White labelling has been identified as a growing sector within mortgage lending and a firm driver of market competition.
According to Choice Aggregation Services chief executive Stephen Moore, brokers are increasingly recognising the huge impact that having access to a white label product offering can have on their business.
“This is the fastest growing area of lending in the third party channel and with good reason. White labelling can give brokers a high degree of control in their business – and with the client,” he said.
“Many brokers love the fact that white labelled products are only available through them - clients can’t take it to the local bank branch and price compare. This is of considerable value to the broker and the client.
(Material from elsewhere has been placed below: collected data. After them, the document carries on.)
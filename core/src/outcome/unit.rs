use super::Outcome;

/// Outcome with no success payload: ok only signals success.
impl<E> Outcome<(), E> {
  #[inline]
  pub const fn success() -> Self { Outcome::Ok(()) }

  /// Computes a success value from nothing when ok; the error is propagated.
  #[inline]
  pub fn map_unit<U>(self, f: impl FnOnce() -> U) -> Outcome<U, E> { self.map(|()| f()) }

  #[inline]
  pub fn and_then_unit<U>(self, op: impl FnOnce() -> Outcome<U, E>) -> Outcome<U, E> { self.and_then(|()| op()) }

  #[inline]
  pub fn map_or_else_unit<U>(self, fallback: impl FnOnce(E) -> U, f: impl FnOnce() -> U) -> U {
    self.map_or_else(fallback, |()| f())
  }
}


#[cfg(test)]
mod tests {
  use crate::outcome::{err, ok};

  use super::*;

  #[test]
  fn unit_success() {
    let x: Outcome<(), &str> = Outcome::success();
    assert!(x.is_ok());
    assert_eq!(x.map_unit(|| 5), ok(5));
    assert_eq!(x.and_then_unit(|| err::<u8, &str>("then")), err("then"));
    assert_eq!(x.map_or_else_unit(str::len, || 0), 0);
  }

  #[test]
  fn unit_failure() {
    let x: Outcome<(), &str> = err("four");
    assert_eq!(x.map_unit(|| 5), err("four"));
    assert_eq!(x.and_then_unit(|| ok::<u8, &str>(1)), err("four"));
    assert_eq!(x.map_or_else_unit(str::len, || 0), 4);
  }
}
And the broker is not burdened with the responsibility and administration that would ordinarily be involved if they were a true mortgage manager.”
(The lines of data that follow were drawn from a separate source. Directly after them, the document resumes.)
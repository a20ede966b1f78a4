//! Optional container: zero or one value of type `T`.
//!
//! Combinators taking `self` move the payload out; the same combinators are available on `&Optional<T>` through
//! [`CopyingOptional`], where they clone the payload and leave the source intact.

use std::hint::unreachable_unchecked;

use crate::abort::fail;
use crate::diagnose::{compose, Diagnose};
use crate::outcome::Outcome;

pub use copying::CopyingOptional;

mod copying;
mod unit;

/// Presence or absence of a value of type `T`.
#[derive(Clone, Copy, PartialEq, Eq, PartialOrd, Ord, Hash, Debug)]
#[cfg_attr(feature = "serde", derive(serde::Serialize, serde::Deserialize))]
#[must_use = "if unused, the payload is dropped; use `take` or a combinator"]
pub enum Optional<T> {
  Absent,
  Present(T),
}

use self::Optional::{Absent, Present};

/// Creates a present [`Optional`] holding `value`.
#[inline]
pub const fn some<T>(value: T) -> Optional<T> { Present(value) }

/// Creates an absent [`Optional`].
#[inline]
pub const fn none<T>() -> Optional<T> { Absent }

impl<T> Default for Optional<T> {
  #[inline]
  fn default() -> Self { Absent }
}

/// Message used when [`Optional::get`] is called on an absent optional.
pub(crate) const NO_VALUE: &str = "Option has no value";

/// Composed abort message for unwrapping an absent optional.
#[inline]
pub(crate) fn absent_message(message: &str, separator: &str) -> String {
  compose(message, separator, Some("None".to_string()))
}

// Tag queries

impl<T> Optional<T> {
  #[inline]
  pub const fn is_present(&self) -> bool { matches!(self, Present(_)) }

  #[inline]
  pub const fn is_absent(&self) -> bool { matches!(self, Absent) }

  /// `true` if present and `predicate` holds for the payload. `predicate` is not called when absent.
  #[inline]
  pub fn is_present_and(&self, predicate: impl FnOnce(&T) -> bool) -> bool {
    match self {
      Present(value) => predicate(value),
      Absent => false,
    }
  }

  /// `true` if absent, or present and `predicate` holds for the payload.
  #[inline]
  pub fn is_absent_or(&self, predicate: impl FnOnce(&T) -> bool) -> bool {
    match self {
      Present(value) => predicate(value),
      Absent => true,
    }
  }
}

// Extraction

impl<T> Optional<T> {
  /// Returns the payload, aborting with `"{message}: None"` when absent.
  #[inline]
  #[track_caller]
  pub fn expect(self, message: &str) -> T {
    match self {
      Present(value) => value,
      Absent => fail(absent_message(message, ": ")),
    }
  }

  /// Returns the payload, aborting with `"None"` when absent.
  #[inline]
  #[track_caller]
  pub fn unwrap(self) -> T {
    match self {
      Present(value) => value,
      Absent => fail(absent_message("", "")),
    }
  }

  #[inline]
  pub fn unwrap_or(self, default: T) -> T {
    match self {
      Present(value) => value,
      Absent => default,
    }
  }

  #[inline]
  pub fn unwrap_or_else(self, fallback: impl FnOnce() -> T) -> T {
    match self {
      Present(value) => value,
      Absent => fallback(),
    }
  }

  #[inline]
  pub fn unwrap_or_default(self) -> T where T: Default {
    match self {
      Present(value) => value,
      Absent => T::default(),
    }
  }

  /// Returns the payload without checking the tag.
  ///
  /// # Safety
  ///
  /// `self` must be present. Calling this on an absent optional is undefined behaviour.
  #[inline]
  pub unsafe fn unwrap_unchecked(self) -> T {
    match self {
      Present(value) => value,
      // SAFETY: the caller guarantees presence.
      Absent => unsafe { unreachable_unchecked() },
    }
  }

  /// Borrows the payload, aborting with `Option has no value` when absent.
  #[inline]
  #[track_caller]
  pub fn get(&self) -> &T {
    match self {
      Present(value) => value,
      Absent => fail(NO_VALUE),
    }
  }

  /// Mutably borrows the payload, aborting with `Option has no value` when absent.
  #[inline]
  #[track_caller]
  pub fn get_mut(&mut self) -> &mut T {
    match self {
      Present(value) => value,
      Absent => fail(NO_VALUE),
    }
  }

  /// # Safety
  ///
  /// `self` must be present.
  #[inline]
  pub unsafe fn get_unchecked(&self) -> &T {
    match self {
      Present(value) => value,
      // SAFETY: the caller guarantees presence.
      Absent => unsafe { unreachable_unchecked() },
    }
  }

  /// # Safety
  ///
  /// `self` must be present.
  #[inline]
  pub unsafe fn get_unchecked_mut(&mut self) -> &mut T {
    match self {
      Present(value) => value,
      // SAFETY: the caller guarantees presence.
      Absent => unsafe { unreachable_unchecked() },
    }
  }
}

// Transformation

impl<T> Optional<T> {
  #[inline]
  pub fn map<U>(self, f: impl FnOnce(T) -> U) -> Optional<U> {
    match self {
      Present(value) => Present(f(value)),
      Absent => Absent,
    }
  }

  /// Applies `f` to the payload, or returns `default` when absent. The result is not wrapped.
  #[inline]
  pub fn map_or<U>(self, default: U, f: impl FnOnce(T) -> U) -> U {
    match self {
      Present(value) => f(value),
      Absent => default,
    }
  }

  /// Applies `f` to the payload, or calls `fallback` when absent.
  #[inline]
  pub fn map_or_else<U>(self, fallback: impl FnOnce() -> U, f: impl FnOnce(T) -> U) -> U {
    match self {
      Present(value) => f(value),
      Absent => fallback(),
    }
  }

  /// Calls `f` with a reference to the payload if present, then returns `self` unchanged.
  #[inline]
  pub fn inspect(self, f: impl FnOnce(&T)) -> Self {
    if let Present(value) = &self {
      f(value);
    }
    self
  }

  #[inline]
  pub fn filter(self, predicate: impl FnOnce(&T) -> bool) -> Self {
    if let Present(value) = self {
      if predicate(&value) {
        return Present(value);
      }
    }
    Absent
  }

  #[inline]
  pub fn zip<U>(self, other: Optional<U>) -> Optional<(T, U)> {
    match (self, other) {
      (Present(a), Present(b)) => Present((a, b)),
      _ => Absent,
    }
  }
}

impl<T, U> Optional<(T, U)> {
  #[inline]
  pub fn unzip(self) -> (Optional<T>, Optional<U>) {
    match self {
      Present((a, b)) => (Present(a), Present(b)),
      Absent => (Absent, Absent),
    }
  }
}

// Chaining and fallback

impl<T> Optional<T> {
  /// `other` if `self` is present, otherwise absent.
  #[inline]
  pub fn and<U>(self, other: Optional<U>) -> Optional<U> {
    match self {
      Present(_) => other,
      Absent => Absent,
    }
  }

  #[inline]
  pub fn and_then<U>(self, f: impl FnOnce(T) -> Optional<U>) -> Optional<U> {
    match self {
      Present(value) => f(value),
      Absent => Absent,
    }
  }

  /// `self` if present, otherwise `other`.
  #[inline]
  pub fn or(self, other: Self) -> Self {
    match self {
      present @ Present(_) => present,
      Absent => other,
    }
  }

  #[inline]
  pub fn or_else(self, f: impl FnOnce() -> Self) -> Self {
    match self {
      present @ Present(_) => present,
      Absent => f(),
    }
  }

  /// Present only if exactly one of `self` and `other` is present.
  #[inline]
  pub fn xor_else(self, other: Self) -> Self {
    match (self, other) {
      (present @ Present(_), Absent) | (Absent, present @ Present(_)) => present,
      _ => Absent,
    }
  }

  #[inline]
  pub fn ok_or<E>(self, err: E) -> Outcome<T, E> {
    match self {
      Present(value) => Outcome::Ok(value),
      Absent => Outcome::Err(err),
    }
  }

  #[inline]
  pub fn ok_or_else<E>(self, err: impl FnOnce() -> E) -> Outcome<T, E> {
    match self {
      Present(value) => Outcome::Ok(value),
      Absent => Outcome::Err(err()),
    }
  }
}

// In-place mutation

impl<T> Optional<T> {
  /// Stores `value`, dropping any previous payload, and returns a reference to it.
  #[inline]
  pub fn insert(&mut self, value: T) -> &mut T {
    *self = Present(value);
    // SAFETY: a `Present` variant was just assigned.
    unsafe { self.get_unchecked_mut() }
  }

  /// Stores `value` if absent, then returns a reference to the payload.
  #[inline]
  pub fn get_or_insert(&mut self, value: T) -> &mut T {
    self.get_or_insert_with(|| value)
  }

  #[inline]
  pub fn get_or_insert_with(&mut self, f: impl FnOnce() -> T) -> &mut T {
    if let Absent = self {
      *self = Present(f());
    }
    // SAFETY: a `Present` variant was assigned above if there was none.
    unsafe { self.get_unchecked_mut() }
  }

  #[inline]
  pub fn get_or_insert_default(&mut self) -> &mut T where T: Default {
    self.get_or_insert_with(T::default)
  }

  /// Moves the current state out, leaving `self` absent.
  #[inline]
  pub fn take(&mut self) -> Self {
    std::mem::replace(self, Absent)
  }

  /// Like [`take`](Self::take), but only when `predicate` holds for the payload; otherwise `self` is left untouched
  /// and absent is returned.
  #[inline]
  pub fn take_if(&mut self, predicate: impl FnOnce(&mut T) -> bool) -> Self {
    if self.as_mut().map_or(false, predicate) {
      self.take()
    } else {
      Absent
    }
  }

  /// Stores `value` and returns the previous state.
  #[inline]
  pub fn replace(&mut self, value: T) -> Self {
    std::mem::replace(self, Present(value))
  }

  /// Replaces the state of `self` with `other`, converting its payload.
  #[inline]
  pub fn assign<U>(&mut self, other: Optional<U>) -> &mut Self where T: From<U> {
    *self = other.convert();
    self
  }
}

// Views

impl<T> Optional<T> {
  /// Optional of a shared reference to the payload.
  ///
  /// The view borrows `self`; it cannot outlive or coexist with a reassignment of the source:
  ///
  /// ```compile_fail
  /// # use tagsum_core::some;
  /// let view = {
  ///   let source = some(String::from("dropped"));
  ///   source.as_ref()
  /// };
  /// assert!(view.is_present());
  /// ```
  ///
  /// ```compile_fail
  /// # use tagsum_core::some;
  /// let mut source = some(1);
  /// let view = source.as_ref();
  /// source = some(2);
  /// assert!(view.is_present());
  /// ```
  #[inline]
  pub const fn as_ref(&self) -> Optional<&T> {
    match self {
      Present(value) => Present(value),
      Absent => Absent,
    }
  }

  /// Same as [`as_ref`](Self::as_ref).
  #[inline]
  pub const fn as_cref(&self) -> Optional<&T> { self.as_ref() }

  /// Optional of a mutable reference to the payload.
  #[inline]
  pub fn as_mut(&mut self) -> Optional<&mut T> {
    match self {
      Present(value) => Present(value),
      Absent => Absent,
    }
  }

  /// `self` as a shared reference, selecting the cloning combinators of [`CopyingOptional`].
  #[inline]
  pub const fn as_const(&self) -> &Self { self }
}

impl<T: Clone> Optional<&T> {
  #[inline]
  pub fn cloned(self) -> Optional<T> { self.map(T::clone) }
}
impl<T: Copy> Optional<&T> {
  #[inline]
  pub fn copied(self) -> Optional<T> { self.map(|value| *value) }
}
impl<T: Clone> Optional<&mut T> {
  #[inline]
  pub fn cloned(self) -> Optional<T> { self.map(|value| value.clone()) }
}
impl<T: Copy> Optional<&mut T> {
  #[inline]
  pub fn copied(self) -> Optional<T> { self.map(|value| *value) }
}

// Conversion

impl<T> Optional<T> {
  /// Converts the payload into `U`; available when the conversion is lossless (`U: From<T>`).
  #[inline]
  pub fn convert<U: From<T>>(self) -> Optional<U> {
    self.map(U::from)
  }

  /// Converts the payload into `U` where that conversion can fail. Absent converts to `Ok(Absent)`.
  #[inline]
  pub fn try_convert<U: TryFrom<T>>(self) -> Outcome<Optional<U>, U::Error> {
    match self {
      Present(value) => match U::try_from(value) {
        Ok(converted) => Outcome::Ok(Present(converted)),
        Err(e) => Outcome::Err(e),
      },
      Absent => Outcome::Ok(Absent),
    }
  }

  #[inline]
  pub fn into_option(self) -> Option<T> {
    match self {
      Present(value) => Some(value),
      Absent => None,
    }
  }
}

impl<T> From<T> for Optional<T> {
  #[inline]
  fn from(value: T) -> Self { Present(value) }
}
impl<T> From<Option<T>> for Optional<T> {
  #[inline]
  fn from(option: Option<T>) -> Self {
    match option {
      Some(value) => Present(value),
      None => Absent,
    }
  }
}
impl<T> From<Optional<T>> for Option<T> {
  #[inline]
  fn from(optional: Optional<T>) -> Self { optional.into_option() }
}

impl<T: Diagnose> Diagnose for Optional<T> {
  fn diagnose(&self) -> Option<String> {
    match self {
      Present(value) => value.diagnose(),
      Absent => Some("None".to_string()),
    }
  }
}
Mr Moore said white labelling will continue to evolve and be a key plank of Choice’s broker value proposition.
The aggregator’s product suite, called ChoiceLend, is now the highest volume non-bank lender – a fact recognised by the judges of the Australian Lending Awards plus Choice’s holistic support structure to help brokers confidently write this business.
“White labelled products generally offer a faster turnaround than traditional lenders and this can in many instances be the biggest consideration for the borrower. The broker has far greater access to the credit assessment staff with a white labelled loan and this gives the broker considerably more control and confidence when it comes to managing client expectations,” he said.
Yesterday, Choice was recognised in the white label space, winning the coveted Best White Label Program at the 2012 Australian Lending Awards.
The award recognised Choice’s success in evolving and implementing a white label program into its business, plus the uptake by its broker partners.